O cerco terminou e levou à devastação de uma área à qual todos os palestinos da Faixa estavam ligados.
O artigo é de Sami al-Ajrami, jornalista palestino, publicado por Repubblica, 01-04-2024.
Eis o artigo.
Hoje aqui, entre as tendas de Rafah, só temos uma imagem nos olhos. A da área ao redor do hospital Al Shifa, na cidade de Gaza, agora que as forças israelenses a abandonaram após duas semanas de bombardeios. É uma área devastada, quase totalmente destruída. Essas imagens – com o clássico “antes e depois” – partem nossos corações. Não só pelas muitas vítimas – as notícias falam de 400 palestinos mortos à volta do hospital, com Israel a afirmar ter matado e detido centenas de homens armados – mas também pelo que sempre representou para nós, palestinos na Faixa.

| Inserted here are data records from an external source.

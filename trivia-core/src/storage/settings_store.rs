use super::{KeyValueStore, Storage};
use crate::error::Result;
use async_trait::async_trait;
use chrono::Utc;
use rusqlite::{params, OptionalExtension};
use std::sync::Arc;

/// SQLite-backed settings table.
pub struct SettingsStore {
    storage: Arc<Storage>,
}

impl SettingsStore {
    pub fn new(storage: Arc<Storage>) -> Self {
        Self { storage }
    }

    pub async fn list(&self) -> Result<Vec<(String, String)>> {
        let conn = self.storage.get_connection().await;

        let mut stmt = conn.prepare("SELECT key, value FROM settings ORDER BY key")?;
        let settings = stmt
            .query_map([], |row| Ok((row.get(0)?, row.get(1)?)))?
            .collect::<std::result::Result<Vec<_>, _>>()?;

        Ok(settings)
    }
}

#[async_trait]
impl KeyValueStore for SettingsStore {
    async fn get(&self, key: &str) -> Result<Option<String>> {
        let conn = self.storage.get_connection().await;

        let value = conn
            .query_row(
                "SELECT value FROM settings WHERE key = ?1",
                params![key],
                |row| row.get(0),
            )
            .optional()?;

        Ok(value)
    }

    async fn set(&self, key: &str, value: &str) -> Result<()> {
        let conn = self.storage.get_connection().await;

        conn.execute(
            "INSERT OR REPLACE INTO settings (key, value, updated_at) VALUES (?1, ?2, ?3)",
            params![key, value, Utc::now().timestamp()],
        )?;

        Ok(())
    }
}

O bairro Rimal fica no coração da Cidade de Gaza e todos temos boas lembranças dele. Existe de fato – ou melhor, existiu – um famoso centro comercial, sempre cheio de gente. E também o restaurante “italiano”, o melhor do gênero na Faixa. Todo mundo já foi lá pelo menos uma vez, e também era o preferido das minhas filhas, que às vezes até mandavam entregar pizza em casa. Também em frente ao hospital Al Shifa, foi destruído o hotel mais antigo da Faixa, o Marna House, uma ‘villa’ de três andares convertida em hotel, com uma velha árvore e um simpático café. Local que conheço desde pequeno e que sempre foi frequentado por jornalistas estrangeiros, lá ia muitas vezes para tomar uma bebida ou fumar Narguilé. E quem entre nós da Faixa nunca comeu “o melhor falafel de Gaza” em Abu Dalal, na praça do mesmo nome? Recebi o último um mês antes do início da guerra.

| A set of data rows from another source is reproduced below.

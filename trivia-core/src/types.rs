use chrono::{DateTime, Utc};
use serde::{Deserialize, Deserializer, Serialize};
use std::fmt;
use std::str::FromStr;

/// Opaque identifier the provider hands back for an accepted request.
#[derive(Debug, Clone, PartialEq, Eq, Hash, PartialOrd, Ord, Serialize, Deserialize)]
#[serde(transparent)]
pub struct TransactionReference(String);

impl TransactionReference {
    pub fn new(reference: impl Into<String>) -> Self {
        Self(reference.into())
    }

    pub fn as_str(&self) -> &str {
        &self.0
    }

    pub fn into_inner(self) -> String {
        self.0
    }
}

impl fmt::Display for TransactionReference {
    fn fmt(&self, f: &mut fmt::Formatter<'_>) -> fmt::Result {
        f.write_str(&self.0)
    }
}

impl From<String> for TransactionReference {
    fn from(reference: String) -> Self {
        Self(reference)
    }
}

impl From<&str> for TransactionReference {
    fn from(reference: &str) -> Self {
        Self(reference.to_string())
    }
}

/// Provider-side transaction state as observed by polling.
///
/// `Queued` is the only non-terminal state. `TimedOut` is never sent by the
/// provider; the poller produces it when a configured deadline elapses.
#[derive(Debug, Clone, Copy, PartialEq, Eq, Hash, Default, Serialize, Deserialize)]
#[serde(try_from = "String", into = "String")]
pub enum TransactionStatus {
    #[default]
    Queued,
    Success,
    Failed,
    TimedOut,
}

impl TransactionStatus {
    pub fn as_str(&self) -> &'static str {
        match self {
            Self::Queued => "QUEUED",
            Self::Success => "SUCCESS",
            Self::Failed => "FAILED",
            Self::TimedOut => "TIMEOUT",
        }
    }

    pub fn is_terminal(&self) -> bool {
        !matches!(self, Self::Queued)
    }

    /// Parse a status as the provider reports it. `TIMEOUT` only ever comes
    /// from the poller, so the provider sending it is an error.
    pub fn from_provider(s: &str) -> std::result::Result<Self, String> {
        match s.parse::<Self>()? {
            Self::TimedOut => Err(format!("unknown transaction status '{}'", s.trim())),
            status => Ok(status),
        }
    }
}

impl fmt::Display for TransactionStatus {
    fn fmt(&self, f: &mut fmt::Formatter<'_>) -> fmt::Result {
        f.write_str(self.as_str())
    }
}

impl FromStr for TransactionStatus {
    type Err = String;

    fn from_str(s: &str) -> std::result::Result<Self, Self::Err> {
        match s.trim().to_ascii_uppercase().as_str() {
            "QUEUED" => Ok(Self::Queued),
            "SUCCESS" => Ok(Self::Success),
            "FAILED" => Ok(Self::Failed),
            "TIMEOUT" => Ok(Self::TimedOut),
            other => Err(format!("unknown transaction status '{}'", other)),
        }
    }
}

impl TryFrom<String> for TransactionStatus {
    type Error = String;

    fn try_from(value: String) -> std::result::Result<Self, Self::Error> {
        value.parse()
    }
}

impl From<TransactionStatus> for String {
    fn from(status: TransactionStatus) -> Self {
        status.as_str().to_string()
    }
}

#[derive(Debug, Clone, Copy, PartialEq, Eq, Serialize, Deserialize)]
#[serde(rename_all = "lowercase")]
pub enum TransactionKind {
    Deposit,
    Withdrawal,
}

impl TransactionKind {
    pub fn as_str(&self) -> &'static str {
        match self {
            Self::Deposit => "deposit",
            Self::Withdrawal => "withdrawal",
        }
    }
}

impl FromStr for TransactionKind {
    type Err = String;

    fn from_str(s: &str) -> std::result::Result<Self, Self::Err> {
        match s {
            "deposit" => Ok(Self::Deposit),
            "withdrawal" => Ok(Self::Withdrawal),
            other => Err(format!("unknown transaction kind '{}'", other)),
        }
    }
}

/// A 2xx acknowledgement means the provider took the request, so a status it
/// reports that we do not recognize (or `null`) is read as still queued.
fn receipt_status<'de, D>(deserializer: D) -> std::result::Result<TransactionStatus, D::Error>
where
    D: Deserializer<'de>,
{
    let raw = Option::<serde_json::Value>::deserialize(deserializer)?;
    let status = match raw {
        None | Some(serde_json::Value::Null) => TransactionStatus::Queued,
        Some(serde_json::Value::String(s)) => {
            TransactionStatus::from_provider(&s).unwrap_or_else(|e| {
                tracing::warn!("Treating accepted request as QUEUED: {}", e);
                TransactionStatus::Queued
            })
        }
        Some(other) => {
            tracing::warn!("Treating accepted request as QUEUED: status was {}", other);
            TransactionStatus::Queued
        }
    };
    Ok(status)
}

/// Provider acknowledgement of an STK push.
#[derive(Debug, Clone, PartialEq, Eq, Serialize, Deserialize)]
pub struct DepositReceipt {
    pub reference: TransactionReference,
    #[serde(default, deserialize_with = "receipt_status")]
    pub status: TransactionStatus,
    #[serde(
        rename = "CheckoutRequestID",
        default,
        skip_serializing_if = "Option::is_none"
    )]
    pub checkout_request_id: Option<String>,
}

/// Provider acknowledgement of a B2C disbursement.
#[derive(Debug, Clone, PartialEq, Eq, Serialize, Deserialize)]
pub struct WithdrawalReceipt {
    pub merchant_reference: TransactionReference,
    #[serde(default, deserialize_with = "receipt_status")]
    pub status: TransactionStatus,
    #[serde(default, skip_serializing_if = "Option::is_none")]
    pub checkout_request_id: Option<String>,
}

/// The authenticated actor, supplied by whatever owns user accounts.
#[derive(Debug, Clone, Serialize, Deserialize)]
pub struct UserRecord {
    pub id: String,
    pub phone_number: String,
}

/// Locally recorded transaction initiated through this client.
#[derive(Debug, Clone, Serialize, Deserialize)]
pub struct TransactionRecord {
    pub id: String,
    pub reference: TransactionReference,
    pub kind: TransactionKind,
    pub amount: u64,
    pub phone_number: String,
    pub external_reference: String,
    pub status: TransactionStatus,
    pub created_at: DateTime<Utc>,
    pub updated_at: DateTime<Utc>,
}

Se algum dia regressarmos à Cidade de Gaza, será difícil reconhecer o bairro de Rimal e será uma dor passar por cima dos escombros do bairro italiano ou de Abu Dalal. Ainda mais para os palestinos que viviam nesses edifícios antes dos bombardeamentos isralenses. Muitos agora vivem aqui em tendas de Rafah, mesmo os mais ricos, e nos últimos dias fui visitá-los. Que pena ver o seu Mercedes estacionado em frente às tendas, símbolos de um bem-estar que já não existe. As suas belas vilas no Ramal foram demolidas pela artilharia e depois queimadas. Eu estava conversando sobre isso há poucas semanas com um deles, um advogado, gerente de uma ONG que lida com direitos humanos. Ele resistiu durante meses depois de se mudar para Rafah, mas quando viu as imagens da sua ‘villa’ destruída na Cidade de Gaza, comprou passagem para o Egito para si e para a sua família. “Tenho que salvar a minha família antes da invasão de Rafah”, disse-me ele com lágrimas nos olhos. Agora ele está no Cairo e sobrevive com suas economias e com a ajuda de parentes que tem no Egito.

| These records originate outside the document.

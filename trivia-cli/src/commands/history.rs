use super::open_storage;
use anyhow::Result;
use comfy_table::{presets::UTF8_FULL, Table};
use std::path::Path;
use trivia_core::storage::TransactionStore;

pub async fn show_history(data_dir: &Path, limit: usize) -> Result<()> {
    let store = TransactionStore::new(open_storage(data_dir).await?);
    let transactions = store.list(limit).await?;

    if transactions.is_empty() {
        println!("No transactions found");
        return Ok(());
    }

    let mut table = Table::new();
    table.load_preset(UTF8_FULL).set_header(vec![
        "Reference",
        "Type",
        "Amount (KSH)",
        "Phone",
        "Status",
        "Created",
    ]);

    for tx in transactions {
        table.add_row(vec![
            tx.reference.to_string(),
            tx.kind.as_str().to_string(),
            tx.amount.to_string(),
            tx.phone_number,
            tx.status.to_string(),
            tx.created_at.format("%Y-%m-%d %H:%M:%S").to_string(),
        ]);
    }

    println!("{table}");
    Ok(())
}
use crate::error::{QuestionError, Result};
use crate::parser::{parse_question, parse_questions, GeneratedQuestion};
use reqwest::Client;
use serde::{Deserialize, Serialize};
use std::fmt;
use std::str::FromStr;
use std::time::Duration;

pub const DEFAULT_ENDPOINT: &str = "https://api.deepinfra.com/v1/openai";
pub const DEFAULT_MODEL: &str = "meta-llama/Meta-Llama-3-8B-Instruct";
pub const DEFAULT_BATCH_SIZE: usize = 10;

#[derive(Debug, Clone, Copy, PartialEq, Eq, Default, Serialize, Deserialize)]
#[serde(rename_all = "lowercase")]
pub enum Difficulty {
    Easy,
    #[default]
    Medium,
    Hard,
}

impl fmt::Display for Difficulty {
    fn fmt(&self, f: &mut fmt::Formatter<'_>) -> fmt::Result {
        f.write_str(match self {
            Self::Easy => "easy",
            Self::Medium => "medium",
            Self::Hard => "hard",
        })
    }
}

impl FromStr for Difficulty {
    type Err = QuestionError;

    fn from_str(s: &str) -> Result<Self> {
        match s.to_ascii_lowercase().as_str() {
            "easy" => Ok(Self::Easy),
            "medium" => Ok(Self::Medium),
            "hard" => Ok(Self::Hard),
            other => Err(QuestionError::Config(format!(
                "unknown difficulty '{}', expected easy, medium or hard",
                other
            ))),
        }
    }
}

#[derive(Debug, Serialize)]
struct ChatMessage<'a> {
    role: &'a str,
    content: String,
}

#[derive(Debug, Serialize)]
struct ChatRequest<'a> {
    model: &'a str,
    messages: Vec<ChatMessage<'a>>,
    temperature: f32,
    max_tokens: u32,
}

#[derive(Debug, Deserialize)]
struct ChatResponse {
    choices: Vec<ChatChoice>,
}

#[derive(Debug, Deserialize)]
struct ChatChoice {
    message: ChatContent,
}

#[derive(Debug, Deserialize)]
struct ChatContent {
    content: String,
}

/// Generates trivia questions through an OpenAI-compatible chat completions
/// endpoint (DeepInfra by default).
pub struct QuestionGenerator {
    client: Client,
    api_key: String,
    endpoint: String,
    model: String,
}

impl QuestionGenerator {
    pub fn new(api_key: impl Into<String>) -> Result<Self> {
        let api_key = api_key.into();
        if api_key.trim().is_empty() {
            return Err(QuestionError::Config("API key cannot be empty".to_string()));
        }

        let client = Client::builder()
            .timeout(Duration::from_secs(60))
            .build()
            .map_err(|e| QuestionError::Config(format!("Failed to build HTTP client: {}", e)))?;

        Ok(Self {
            client,
            api_key,
            endpoint: DEFAULT_ENDPOINT.to_string(),
            model: DEFAULT_MODEL.to_string(),
        })
    }

    pub fn with_endpoint(mut self, endpoint: impl Into<String>) -> Self {
        self.endpoint = endpoint.into();
        self
    }

    pub fn with_model(mut self, model: impl Into<String>) -> Self {
        self.model = model.into();
        self
    }

    pub fn model(&self) -> &str {
        &self.model
    }

    pub async fn generate_question(
        &self,
        category: &str,
        difficulty: Difficulty,
    ) -> Result<GeneratedQuestion> {
        let system = format!(
            "You are an expert trivia question creator. Generate one multiple-choice trivia question about {category} with exactly 4 answer options. The question should be {difficulty} difficulty.

Format your response exactly like this, with no additional text:
Question: [THE QUESTION]
A) [OPTION A]
B) [OPTION B]
C) [OPTION C]
D) [OPTION D]
Correct Answer: [A, B, C, or D]"
        );
        let user = format!("Generate a {difficulty} difficulty {category} trivia question.");

        let content = self.complete(system, user, 0.7, 500, "Failed to generate question").await?;

        parse_question(&content, category).ok_or_else(|| {
            tracing::error!("Failed to parse question format: {}", content);
            QuestionError::Unparsable(content)
        })
    }

    /// Unparsable blocks in the completion are dropped, so the result may
    /// hold fewer than `count` questions.
    pub async fn generate_questions(
        &self,
        category: &str,
        difficulty: Difficulty,
        count: usize,
    ) -> Result<Vec<GeneratedQuestion>> {
        if count == 0 {
            return Ok(Vec::new());
        }

        let system = format!(
            "You are an expert trivia question creator. Generate {count} unique multiple-choice trivia questions about {category} with exactly 4 answer options each. The questions should be {difficulty} difficulty.

Format your response exactly like this, with each question separated by three dashes (---):

Question: [THE QUESTION 1]
A) [OPTION A]
B) [OPTION B]
C) [OPTION C]
D) [OPTION D]
Correct Answer: [A, B, C, or D]

---

Question: [THE QUESTION 2]
A) [OPTION A]
B) [OPTION B]
C) [OPTION C]
D) [OPTION D]
Correct Answer: [A, B, C, or D]

And so on for all {count} questions."
        );
        let user = format!("Generate {count} {difficulty} difficulty {category} trivia questions.");

        let content = self
            .complete(system, user, 0.8, 2000, "Failed to generate questions")
            .await?;

        let questions = parse_questions(&content, category);
        tracing::info!(
            "Generated {} of {} requested {} questions",
            questions.len(),
            count,
            category
        );
        Ok(questions)
    }

    async fn complete(
        &self,
        system: String,
        user: String,
        temperature: f32,
        max_tokens: u32,
        fallback: &str,
    ) -> Result<String> {
        let request = ChatRequest {
            model: &self.model,
            messages: vec![
                ChatMessage {
                    role: "system",
                    content: system,
                },
                ChatMessage {
                    role: "user",
                    content: user,
                },
            ],
            temperature,
            max_tokens,
        };

        let url = format!("{}/chat/completions", self.endpoint.trim_end_matches('/'));
        let response = self
            .client
            .post(&url)
            .bearer_auth(&self.api_key)
            .json(&request)
            .send()
            .await
            .map_err(|e| QuestionError::Unreachable(e.to_string()))?;

        let status = response.status();
        if !status.is_success() {
            let body = response.text().await.unwrap_or_default();
            let message = api_error_message(&body).unwrap_or_else(|| fallback.to_string());
            tracing::error!("Completion API error ({}): {}", status.as_u16(), message);
            return Err(QuestionError::Api {
                status: status.as_u16(),
                message,
            });
        }

        let body: ChatResponse = response
            .json()
            .await
            .map_err(|e| QuestionError::MalformedResponse(e.to_string()))?;

        body.choices
            .into_iter()
            .next()
            .map(|choice| choice.message.content)
            .ok_or_else(|| QuestionError::MalformedResponse("no choices returned".to_string()))
    }
}

fn api_error_message(body: &str) -> Option<String> {
    let value: serde_json::Value = serde_json::from_str(body).ok()?;
    value
        .get("error")
        .and_then(|e| e.get("message"))
        .and_then(|m| m.as_str())
        .map(str::to_string)
}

Agora que 90% dos palestinos em Gaza perderam os seus empregos, este é o destino de muitos. Porque não temos reconhecimento estatal e internacional, mas somos uma comunidade solidária. Ajudamos uns aos outros com hospitalidade e crowdfunding. Um hábito que não desapareceu, pelo contrário, agora que estamos todos desesperados.